Uma grande parte desse trajeto está contada neste acervo que agora se abre à consulta pública. Um arquivo que não cobre apenas a carreira de um artista, mas o processo gradual de absorção mútua entre muitas correntezas criativas. A cançoneta popular e a música de conservatório. O humor radiofônico e a literatura de cordel. O romance regionalista e a toada sertaneja. O melodrama de picadeiro circense e o bumba-meu-boi. O passo-do-frevo e o repente.

O trabalho de Nóbrega impôs desde o início um respeito que o preservou em centenas de entrevistas, críticas, artigos, ensaios... Textos escritos por pessoas a quem não passou despercebida a existência desse terreno devoluto na cultura nacional, esse espaço imenso a ser preenchido por quem, escapando ao poder de atração do seu lugar de origem (fosse a escola de música ou a calçada do mercado) tivesse disposição para tornar-se posseiro de uma imensa região livre do espírito brasileiro.

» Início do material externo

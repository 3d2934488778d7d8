//! Health Check and Service Index
//!
//! - `/` - service index listing every catalog endpoint
//! - `/health` - liveness, always 200
//!
//! Neither endpoint touches the catalog provider.

use std::collections::BTreeMap;

use axum::{extract::State, http::StatusCode, response::IntoResponse, routing::get, Json, Router};
use serde::{Deserialize, Serialize};

use crate::constants::SERVICE_DISPLAY_NAME;
use crate::state::AppState;

// ============================================================================
// TYPES
// ============================================================================

#[derive(Debug, Clone, Copy, PartialEq, Eq, Serialize, Deserialize)]
#[cfg_attr(feature = "openapi", derive(utoipa::ToSchema))]
#[serde(rename_all = "lowercase")]
pub enum HealthStatus {
    Healthy,
}

/// Liveness response
#[derive(Debug, Clone, Serialize, Deserialize)]
#[cfg_attr(feature = "openapi", derive(utoipa::ToSchema))]
pub struct HealthResponse {
    pub status: HealthStatus,
}

#[derive(Debug, Clone, Copy, PartialEq, Eq, Serialize, Deserialize)]
#[cfg_attr(feature = "openapi", derive(utoipa::ToSchema))]
#[serde(rename_all = "lowercase")]
pub enum ServiceStatus {
    Online,
    Degraded,
}

#[derive(Debug, Clone, Copy, PartialEq, Eq, Serialize, Deserialize)]
#[cfg_attr(feature = "openapi", derive(utoipa::ToSchema))]
#[serde(rename_all = "lowercase")]
pub enum ProviderStatus {
    Initialized,
    Error,
}

/// Service index
#[derive(Debug, Clone, Serialize, Deserialize)]
#[cfg_attr(feature = "openapi", derive(utoipa::ToSchema))]
pub struct ServiceIndex {
    pub service: String,
    /// `degraded` when the catalog provider failed to initialize
    pub status: ServiceStatus,
    pub version: String,
    pub provider: ProviderStatus,
    pub uptime_seconds: u64,
    pub endpoints: BTreeMap<String, String>,
}

/// Endpoint name and path template shown on the index.
const ENDPOINTS: &[(&str, &str)] = &[
    ("health", "/health"),
    ("search", "/api/search?q=query&filter=songs&limit=20"),
    ("search_suggestions", "/api/search/suggestions?q=query"),
    ("song", "/api/song/{video_id}"),
    ("related", "/api/song/{video_id}/related"),
    ("lyrics", "/api/lyrics/{browse_id}"),
    ("artist", "/api/artist/{channel_id}"),
    ("artist_albums", "/api/artist/{channel_id}/albums"),
    ("album", "/api/album/{browse_id}"),
    ("playlist", "/api/playlist/{playlist_id}?limit=100"),
    ("watch_playlist", "/api/watch/{video_id}"),
    ("charts", "/api/charts?country=ZZ"),
    ("home", "/api/home"),
    ("mood_categories", "/api/moods"),
    ("mood_playlists", "/api/moods/{params}"),
    ("clear_cache", "POST /api/clear-cache"),
    ("metrics", "/metrics"),
    ("openapi", "/openapi.json"),
];

// ============================================================================
// HANDLERS
// ============================================================================

/// GET / - Service index
#[utoipa::path(
    get,
    path = "/",
    tag = "Health",
    responses(
        (status = 200, description = "Service index", body = ServiceIndex),
    ),
)]
pub async fn index(State(state): State<AppState>) -> impl IntoResponse {
    let ready = state.provider_ready();
    let response = ServiceIndex {
        service: SERVICE_DISPLAY_NAME.to_string(),
        status: if ready {
            ServiceStatus::Online
        } else {
            ServiceStatus::Degraded
        },
        version: env!("CARGO_PKG_VERSION").to_string(),
        provider: if ready {
            ProviderStatus::Initialized
        } else {
            ProviderStatus::Error
        },
        uptime_seconds: state.start_time.elapsed().as_secs(),
        endpoints: ENDPOINTS
            .iter()
            .map(|(name, path)| (name.to_string(), path.to_string()))
            .collect(),
    };
    (StatusCode::OK, Json(response))
}

/// GET /health - Process liveness check
#[utoipa::path(
    get,
    path = "/health",
    tag = "Health",
    responses(
        (status = 200, description = "Process is alive", body = HealthResponse),
    ),
)]
pub async fn health() -> impl IntoResponse {
    (
        StatusCode::OK,
        Json(HealthResponse {
            status: HealthStatus::Healthy,
        }),
    )
}

// ============================================================================
// ROUTER
// ============================================================================

pub fn create_router(state: AppState) -> Router {
    Router::new()
        .route("/", get(index))
        .route("/health", get(health))
        .with_state(state)
}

Dizem por aí que, se um jornal de hoje tem valor 10, um jornal de ontem tem valor zero, e um jornal de quinze anos atrás tem valor mil. Por que? Porque nos dois primeiros casos vemos o jornal apenas como o espelho efêmero de um presente que, mal o enxergamos, já passou. E só no último caso é que podemos vê-lo como um dos poucos (e às vezes o único) registro de um passado hoje irrecuperável. Daí esse valor, que não cessa de crescer com o passar do tempo.

Para um artista, décadas de uma relação longa com a imprensa criam uma galeria de reações às suas obras, reações que nos mostram como elas foram recebidas no momento em que surgiram, e como uma reputação se consolidou. E isto gera um acervo aberto a consultas eventuais e a estudos aprofundados de quem pesquisa a cultura brasileira deste último meio século. Do incessante diálogo do Brasil consigo mesmo. Da incessante negociação entre artistas que, vindos de “planetas” distantes, com apenas um dia de convivência já se olham com menos desconfiança, e com mais admiração e respeito. Da enorme conversa brasileira, este murmúrio de Cultura que mantém vivo o Brasil, e que Antonio Nóbrega alimenta há tantos anos com sua energia, sua inspiração e seu exemplo.

Bráulio Tavares

O Projeto

Durante décadas, Antonio Nóbrega protagonizou diversas entrevistas, reportagens, críticas e depoimentos, e sua obra foi foco de atenção de pesquisadores das mais variadas áreas: música, literatura, antropologia e história são alguns campos que cruzam e entrecruzam o legado de Nóbrega, contribuindo para ampliar o conhecimento geral sobre as manifestações da cultura popular no Brasil. O registro e centralização de sua obra, são um projeto ambicioso que propõe a digitalização de cerca de dois mil documentos de sua Fortuna Crítica.

Mais do que um banco de dados aberto, de extrema importância para pesquisadores e estudiosos da cultura brasileira, o projeto eterniza parte da trajetória do agente nacional, mestre em reinterpretar as ricas expressões culturais brasileiras.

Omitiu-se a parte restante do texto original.